Авторам этого постановления делает честь забота о жене и детях зодчего — им в это время как никогда нужна была поддержка. Не случайно последними словами Щусева были: «Как я оставлю семью!»
27 мая 1949 года на Новодевичьем кладбище прошли похороны архитектора. Выступивший на панихиде президент Академии наук Сергей Вавилов, сам потерявший знаменитого брата в сталинских застенках, воздал Щусеву по заслугам:
«Академия наук глубоко скорбит о потере своего знаменитого сочлена академика Алексея Викторовича Щусева.

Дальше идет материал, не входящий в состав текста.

impl<S: FundStore> Fund<S> {
    pub fn new(store: S, config: FundConfig) -> Self {
        Self {
            store,
            config,
            events: EventStore::new(),
        }
    }

    pub fn store(&self) -> &S {
        &self.store
    }

    pub fn store_mut(&mut self) -> &mut S {
        &mut self.store
    }

    pub fn config(&self) -> &FundConfig {
        &self.config
    }

    pub fn events(&self) -> &[Event] {
        self.events.events()
    }

    pub fn take_events(&mut self) -> Vec<Event> {
        self.events.take_events()
    }

    /// the member's single active loan, if any
    pub fn active_loan(&self, member_id: MemberId) -> Result<Option<Loan>> {
        let loans = self.store.loans_for_member(member_id)?;
        Ok(loans.into_iter().find(Loan::is_active))
    }

    /// classify a payment request without touching the store
    pub fn preview_payment(&self, request: &PaymentRequest) -> Result<PaymentPlan> {
        let member = self.store.member(request.member_id)?;
        let active_loan = self.active_loan(request.member_id)?;
        let classification = classifier::classify(
            active_loan.as_ref(),
            member.loan_balance,
            request.amount,
            request.intent,
        )?;
        Ok(PaymentPlan {
            member_id: request.member_id,
            amount: request.amount,
            intent: request.intent,
            date: request.date,
            note: request
                .note
                .as_deref()
                .map(str::trim)
                .filter(|n| !n.is_empty())
                .map(String::from),
            classification,
            receipt: None,
        })
    }

    /// submit a payment: posts immediately, or hands back the split preview
    /// for operator confirmation
    pub fn submit_payment(
        &mut self,
        request: PaymentRequest,
        time_provider: &SafeTimeProvider,
    ) -> Result<Submission> {
        let plan = self.preview_payment(&request)?;
        if plan.requires_confirmation() {
            return Ok(Submission::NeedsConfirmation(plan));
        }
        Ok(Submission::Posted(self.post_plan(plan, time_provider)?))
    }

    /// post a previously previewed plan after operator confirmation
    pub fn confirm_payment(
        &mut self,
        plan: PaymentPlan,
        time_provider: &SafeTimeProvider,
    ) -> Result<PostingReceipt> {
        self.post_plan(plan, time_provider)
    }

    fn post_plan(
        &mut self,
        plan: PaymentPlan,
        time_provider: &SafeTimeProvider,
    ) -> Result<PostingReceipt> {
        let member = self.store.member(plan.member_id)?;
        let active_loan = self.active_loan(plan.member_id)?;

        // re-run the classification against the fresh snapshot; any drift
        // means another writer moved the balances since the preview
        let fresh = classifier::classify(
            active_loan.as_ref(),
            member.loan_balance,
            plan.amount,
            plan.intent,
        )?;
        if fresh != plan.classification {
            return Err(FundError::StaleMemberState);
        }

        let expected_version = member.version;
        let now = time_provider.now();
        let posting = ledger::post_classified(
            member,
            &plan.classification,
            plan.date,
            plan.note.as_deref(),
            &self.config.notes,
            plan.receipt.as_ref().map(|r| r.image_path.clone()),
            now,
        )?;
        let (member, payments, fund_log) = self.commit_posting(posting, expected_version)?;

        if let Some(receipt) = &plan.receipt {
            self.mark_receipt_approved(receipt.submission_id, &payments, now)?;
            self.events.emit(Event::ReceiptApproved {
                submission_id: receipt.submission_id,
                member_id: plan.member_id,
                amount: plan.amount,
                timestamp: now,
            });
        }

        for p in &payments {
            self.events.emit(Event::PaymentPosted {
                payment_id: p.id,
                member_id: p.member_id,
                amount: p.amount,
                payment_type: p.payment_type,
                timestamp: now,
            });
        }
        if payments.len() > 1 {
            self.events.emit(Event::SplitPaymentPosted {
                member_id: plan.member_id,
                repayment: plan.classification.repayment_portion(),
                contribution: plan.classification.contribution_portion(),
                timestamp: now,
            });
        }

        Ok(PostingReceipt {
            member,
            payments,
            fund_log,
            shortfall: plan.classification.shortfall(),
        })
    }

    /// withdraw from a member's deposit
    pub fn withdraw(
        &mut self,
        member_id: MemberId,
        amount: Money,
        mode: WithdrawalMode,
        date: FundDate,
        time_provider: &SafeTimeProvider,
    ) -> Result<PostingReceipt> {
        let member = self.store.member(member_id)?;
        let expected_version = member.version;
        let deducted_from_loan = matches!(mode, WithdrawalMode::DeductLoan);
        let now = time_provider.now();
        let posting =
            ledger::post_withdrawal(member, amount, &mode, date, &self.config.notes, now)?;
        let (member, payments, fund_log) = self.commit_posting(posting, expected_version)?;
        self.events.emit(Event::WithdrawalRecorded {
            member_id,
            amount,
            deducted_from_loan,
            timestamp: now,
        });
        Ok(PostingReceipt {
            member,
            payments,
            fund_log,
            shortfall: None,
        })
    }

    /// disburse a new loan, gated on the per-member rule and the ceiling
    pub fn disburse_loan(
        &mut self,
        application: LoanApplication,
        time_provider: &SafeTimeProvider,
    ) -> Result<Disbursal> {
        let member = self.store.member(application.member_id)?;
        let existing = self.store.loans_for_member(member.id)?;
        let ceiling = fund::lending_ceiling(&self.store.members()?);
        let expected_version = member.version;
        let now = time_provider.now();

        let disbursal = lifecycle::disburse(member, application, &existing, ceiling, now)?;
        let loan = self.store.insert_loan(disbursal.loan)?;
        let member = match self.store.update_member(disbursal.member, expected_version) {
            Ok(m) => m,
            Err(source) => {
                return Err(FundError::InconsistentPosting {
                    posted: vec![loan.id],
                    source,
                })
            }
        };

        self.events.emit(Event::LoanDisbursed {
            loan_id: loan.id,
            member_id: member.id,
            amount: loan.amount,
            due_months: loan.due_months,
            timestamp: now,
        });
        Ok(Disbursal { loan, member })
    }

    /// mark a loan settled
    pub fn settle_loan(
        &mut self,
        loan_id: LoanId,
        time_provider: &SafeTimeProvider,
    ) -> Result<Loan> {
        let loan = self.store.loan(loan_id)?;
        let settled = lifecycle::settle(loan)?;
        let loan = self.store.update_loan(settled)?;
        self.events.emit(Event::LoanSettled {
            loan_id: loan.id,
            member_id: loan.member_id,
            timestamp: time_provider.now(),
        });
        Ok(loan)
    }

    /// approve a receipt submission with admin-supplied amount/date/type
    ///
    /// runs the exact same classification path as a manually entered
    /// payment; approval is not a bypass. split outcomes come back as
    /// `NeedsConfirmation`, to be posted with `confirm_payment`.
    pub fn approve_receipt(
        &mut self,
        submission_id: ReceiptSubmissionId,
        approval: ReceiptApproval,
        time_provider: &SafeTimeProvider,
    ) -> Result<Submission> {
        let submission = self.store.receipt_submission(submission_id)?;
        if submission.status != RequestStatus::Pending {
            return Err(FundError::ReceiptNotPending);
        }
        let mut plan = self.preview_payment(&PaymentRequest {
            member_id: submission.member_id,
            amount: approval.amount,
            date: approval.date,
            intent: approval.intent,
            note: None,
        })?;
        plan.receipt = Some(ReceiptRef {
            submission_id,
            image_path: submission.image_path,
        });
        if plan.requires_confirmation() {
            return Ok(Submission::NeedsConfirmation(plan));
        }
        Ok(Submission::Posted(self.post_plan(plan, time_provider)?))
    }

    /// reject a receipt submission; the message travels to the member via
    /// the external bot
    pub fn reject_receipt(
        &mut self,
        submission_id: ReceiptSubmissionId,
        message: Option<&str>,
        time_provider: &SafeTimeProvider,
    ) -> Result<ReceiptSubmission> {
        let mut submission = self.store.receipt_submission(submission_id)?;
        if submission.status != RequestStatus::Pending {
            return Err(FundError::ReceiptNotPending);
        }
        submission.status = RequestStatus::Rejected;
        let submission = self.store.update_receipt_submission(submission)?;
        let message = message
            .map(str::trim)
            .filter(|m| !m.is_empty())
            .unwrap_or(&self.config.default_reject_message)
            .to_string();
        self.events.emit(Event::ReceiptRejected {
            submission_id,
            member_id: submission.member_id,
            message,
            timestamp: time_provider.now(),
        });
        Ok(submission)
    }

    /// approve a member's loan request; eligibility only, no disbursal
    pub fn approve_loan_request(
        &mut self,
        request_id: LoanRequestId,
        time_provider: &SafeTimeProvider,
    ) -> Result<LoanRequest> {
        let mut request = self.store.loan_request(request_id)?;
        if request.status != RequestStatus::Pending {
            return Err(FundError::LoanRequestNotPending);
        }
        request.status = RequestStatus::Approved;
        let request = self.store.update_loan_request(request)?;
        self.events.emit(Event::LoanRequestApproved {
            request_id,
            timestamp: time_provider.now(),
        });
        Ok(request)
    }

    /// reject a member's loan request with an optional reason
    pub fn reject_loan_request(
        &mut self,
        request_id: LoanRequestId,
        reason: Option<&str>,
        time_provider: &SafeTimeProvider,
    ) -> Result<LoanRequest> {
        let mut request = self.store.loan_request(request_id)?;
        if request.status != RequestStatus::Pending {
            return Err(FundError::LoanRequestNotPending);
        }
        request.status = RequestStatus::Rejected;
        request.reject_reason = reason
            .map(str::trim)
            .filter(|r| !r.is_empty())
            .map(String::from);
        let request = self.store.update_loan_request(request)?;
        self.events.emit(Event::LoanRequestRejected {
            request_id,
            reason: request.reject_reason.clone(),
            timestamp: time_provider.now(),
        });
        Ok(request)
    }

    /// repayment progress of a loan, watermark-annotated
    pub fn loan_progress(&self, loan_id: LoanId) -> Result<LoanProgress> {
        let loan = self.store.loan(loan_id)?;
        let member = self.store.member(loan.member_id)?;
        let payments = self.store.payments_for_member(loan.member_id)?;
        Ok(LoanProgress::derive(&loan, &member, &payments))
    }

    /// a member's payment history grouped for display
    pub fn member_history(&self, member_id: MemberId) -> Result<Vec<PaymentRow>> {
        let payments = self.store.payments_for_member(member_id)?;
        Ok(history::member_history(
            &payments,
            self.config.notes.surplus_tag(),
        ))
    }

    /// receipt submissions awaiting a decision
    pub fn pending_receipts(&self) -> Result<Vec<ReceiptSubmission>> {
        Ok(self.store.pending_receipt_submissions()?)
    }

    /// fund-wide cashflow summary
    pub fn summary(&self) -> Result<FundSummary> {
        let payments = self.store.payments()?;
        let loans = self.store.loans()?;
        Ok(FundSummary::compute(&payments, &loans))
    }

    /// current fund-wide lending ceiling
    pub fn lending_ceiling(&self) -> Result<Money> {
        Ok(fund::lending_ceiling(&self.store.members()?))
    }

    /// write a posting as one logical unit: records first, then the
    /// conditional member snapshot
    fn commit_posting(
        &mut self,
        posting: Posting,
        expected_version: u64,
    ) -> Result<(Member, Vec<Payment>, Vec<FundLogEntry>)> {
        let mut posted: Vec<Uuid> = Vec::new();
        let mut payments = Vec::new();
        for payment in posting.payments {
            match self.store.insert_payment(payment) {
                Ok(p) => {
                    posted.push(p.id);
                    payments.push(p);
                }
                Err(source) => return Err(Self::write_failure(posted, source)),
            }
        }
        let mut fund_log = Vec::new();
        for entry in posting.fund_log {
            match self.store.insert_fund_log(entry) {
                Ok(e) => {
                    posted.push(e.id);
                    fund_log.push(e);
                }
                Err(source) => return Err(Self::write_failure(posted, source)),
            }
        }
        let member = match self.store.update_member(posting.member, expected_version) {
            Ok(m) => m,
            Err(source) => return Err(Self::write_failure(posted, source)),
        };
        Ok((member, payments, fund_log))
    }

    fn mark_receipt_approved(
        &mut self,
        submission_id: ReceiptSubmissionId,
        payments: &[Payment],
        now: chrono::DateTime<chrono::Utc>,
    ) -> Result<()> {
        let posted: Vec<Uuid> = payments.iter().map(|p| p.id).collect();
        let mut submission = self
            .store
            .receipt_submission(submission_id)
            .map_err(|source| Self::write_failure(posted.clone(), source))?;
        submission.status = RequestStatus::Approved;
        submission.approved_at = Some(now);
        self.store
            .update_receipt_submission(submission)
            .map_err(|source| Self::write_failure(posted, source))?;
        Ok(())
    }

    /// map a store failure mid-posting: a clean abort when nothing was
    /// written yet, otherwise the hard inconsistency signal for manual
    /// reconciliation
    fn write_failure(posted: Vec<Uuid>, source: StoreError) -> FundError {
        if posted.is_empty() {
            match source {
                StoreError::VersionConflict { .. } => FundError::StaleMemberState,
                other => other.into(),
            }
        } else {
            FundError::InconsistentPosting { posted, source }
        }
    }
}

Академик Щусев соединял в себе талант замечательного художника и инженера-строителя с проникновенным пониманием истории нашей культуры, ее особых черт и своеобразия… Память о талантливейшем архитекторе нашей родины веками сохранится в замечательных формах, осуществленных им многочисленных прекрасных построек. Автора Мавзолея Ленина, Казанского вокзала, Ташкентского театра знает вся советская страна, от мала до велика…
Основной чертой работы академика Щусева на всем протяжении его деятельности всегда было острое чувство ответственности за поручаемую ему работу и глубочайший патриотизм. Пусть образ ушедшего от нас в могилу Алексея Викторовича послужит ярким примером младшему поколению ученых и строителей. Слава замечательного архитектора А. В. Щусева никогда не умрет»[170].

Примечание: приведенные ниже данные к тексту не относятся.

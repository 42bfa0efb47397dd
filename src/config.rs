use serde::{Deserialize, Serialize};

use crate::decimal::Money;

/// note texts stamped onto posted records
///
/// the surplus tag doubles as the marker the display grouping looks for,
/// so changing it orphans existing records; keep the defaults unless the
/// store is migrated too.
#[derive(Debug, Clone, PartialEq, Serialize, Deserialize)]
pub struct NoteTemplates {
    /// installment leg of a combined payment
    pub installment: String,
    /// prefix joined to an operator note on the installment leg
    pub installment_prefix: String,
    /// deposit leg of a combined payment
    pub deposit: String,
    pub deposit_prefix: String,
    /// plain repayment
    pub repayment: String,
    pub repayment_prefix: String,
    /// repayment whose surplus went to the deposit
    pub repayment_with_surplus: String,
    /// surplus-to-deposit contribution leg; also the display grouping tag
    pub surplus_to_deposit: String,
    /// repayment record written by a deduct-from-loan withdrawal
    pub withdrawal_deduct_loan: String,
}

impl Default for NoteTemplates {
    fn default() -> Self {
        Self {
            installment: "قسط ماهانه".to_string(),
            installment_prefix: "قسط".to_string(),
            deposit: "سپرده".to_string(),
            deposit_prefix: "سپرده".to_string(),
            repayment: "بازپرداخت".to_string(),
            repayment_prefix: "بازپرداخت".to_string(),
            repayment_with_surplus: "بازپرداخت وام (مازاد به سپرده)".to_string(),
            surplus_to_deposit: "مازاد وام به سپرده".to_string(),
            withdrawal_deduct_loan: "برداشت از سپرده — کسر از وام".to_string(),
        }
    }
}

impl NoteTemplates {
    fn with_prefix(prefix: &str, base: &str, note: Option<&str>) -> String {
        match note {
            Some(n) if !n.trim().is_empty() => format!("{prefix} — {}", n.trim()),
            _ => base.to_string(),
        }
    }

    /// note for the installment leg of a combined payment
    pub fn installment_leg(&self, note: Option<&str>) -> String {
        Self::with_prefix(&self.installment_prefix, &self.installment, note)
    }

    /// note for the deposit leg of a combined payment
    pub fn deposit_leg(&self, note: Option<&str>) -> String {
        Self::with_prefix(&self.deposit_prefix, &self.deposit, note)
    }

    /// note for a repayment; the no-note default names the surplus routing
    /// when part of the amount went to the deposit
    pub fn repayment_leg(&self, note: Option<&str>, has_surplus: bool) -> String {
        let base = if has_surplus {
            &self.repayment_with_surplus
        } else {
            &self.repayment
        };
        Self::with_prefix(&self.repayment_prefix, base, note)
    }

    /// note for the surplus-to-deposit contribution leg
    pub fn surplus_leg(&self, note: Option<&str>) -> String {
        Self::with_prefix(&self.surplus_to_deposit, &self.surplus_to_deposit, note)
    }

    /// fund-log note for a transfer withdrawal
    pub fn transfer_outflow(&self, card_number: &str, amount: Money) -> String {
        format!("واریز به حساب - کارت: {card_number} - مبلغ: {amount}")
    }

    /// tag identifying a surplus-to-deposit leg in stored notes
    pub fn surplus_tag(&self) -> &str {
        &self.surplus_to_deposit
    }
}

/// fund-level configuration
#[derive(Debug, Clone, PartialEq, Serialize, Deserialize)]
pub struct FundConfig {
    pub notes: NoteTemplates,
    /// message sent to a member when a receipt is rejected without one
    pub default_reject_message: String,
}

impl Default for FundConfig {
    fn default() -> Self {
        Self {
            notes: NoteTemplates::default(),
            default_reject_message: "رسید شما تأیید نشد. در صورت نیاز مجدداً ارسال کنید."
                .to_string(),
        }
    }
}

#[cfg(test)]
mod tests {
    use super::*;

    #[test]
    fn test_leg_notes_without_operator_note() {
        let notes = NoteTemplates::default();
        assert_eq!(notes.installment_leg(None), "قسط ماهانه");
        assert_eq!(notes.deposit_leg(None), "سپرده");
        assert_eq!(notes.repayment_leg(None, false), "بازپرداخت");
        assert_eq!(notes.repayment_leg(None, true), "بازپرداخت وام (مازاد به سپرده)");
        assert_eq!(notes.surplus_leg(None), "مازاد وام به سپرده");
    }

    #[test]
    fn test_leg_notes_with_operator_note() {
        let notes = NoteTemplates::default();
        assert_eq!(notes.installment_leg(Some("سهم فروردین")), "قسط — سهم فروردین");
        assert_eq!(notes.surplus_leg(Some("x")), "مازاد وام به سپرده — x");
        // blank operator notes fall back to the base text
        assert_eq!(notes.deposit_leg(Some("  ")), "سپرده");
    }

    #[test]
    fn test_transfer_outflow_names_card_and_amount() {
        let notes = NoteTemplates::default();
        let note = notes.transfer_outflow("6037-1234", Money::from_major(250_000));
        assert!(note.contains("6037-1234"));
        assert!(note.contains("250000"));
    }
}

И действительно — слава Щусева живет и по сей день, несмотря на то, что вот уже как два десятка лет нет на карте Москвы улицы его имени (а в Кишиневе есть!), правда, бюст перед Центральным домом архитектора еще напоминает о том, чье имя носил когда-то Гранатный переулок. А истинными памятниками зодчему стали выстроенные по его проектам здания.
«Я ИЗМУЧЕН ПРОФЕССИЕЙ АРХИТЕКТОРА»
Тернист и извилист был жизненный и творческий путь Алексея Щусева. Судьба будто с самого начала испытывала его, проверяя на прочность. Но под натиском невзгод и поражений характер Щусева лишь закалялся, позволяя подниматься его обладателю всё выше и выше.
Каждый раз на очередном крутом повороте жизни он стоял перед выбором: поступить в петербургскую Академию художеств или в московское Училище живописи, ваяния и зодчества; стать художником или выучиться на архитектора; пойти в подмастерья к архитектурным мэтрам, слившись с многочисленной армией их помощников, или самому искать себе заказчиков; пробовать себя в конструктивизме или остаться приверженцем лишь одного, неорусского стиля и т. п. и т. п.
Но Щусев, подобно сказочному богатырю на распутье, из разных дорог всегда выбирал наиболее сложнейшую, ту, что позволит ему, преодолев трудности, стать лидером. Первую половину своей жизни он делал себя сам, полагаясь при этом только на собственные силы. В итоге его амбиции и честолюбие были удовлетворены — к сорока годам он вошел в ряд лучших зодчих России, число которых едва можно было пересчитать по пальцам.
Приобретенный Щусевым авторитет, казалось бы, позволял ему сохранять лидерство и на следующем этапе жизни, иными словами, пожинать лавры. Но тут случился 1917 год, перевернувший в миг все многовековые традиции и представления не только об искусстве, но и о жизни в целом. Многих это красное колесо разметало по сторонам, но только не Щусева. Он и здесь почувствовал для себя новую возможность работать. Хотя другой бы на его месте с багажом «святого» архитектора, создавшего более тридцати проектов храмов, призадумался.
Щусев вновь бросился в борьбу за первенство, проявив невиданное казачье упорство. Главной его путеводной звездой стала открывшаяся возможность поиска новых форм в искусстве. Еще в 1905 году он сформулировал свое творческое кредо: «В искусстве необходимо правильно выражать идею и достигать силы впечатления, не раздумывая о средствах»[171]. Иными словами, достижение цели — прежде всего. Для Нестерова или Жолтовского, например, такой подход был неприемлем.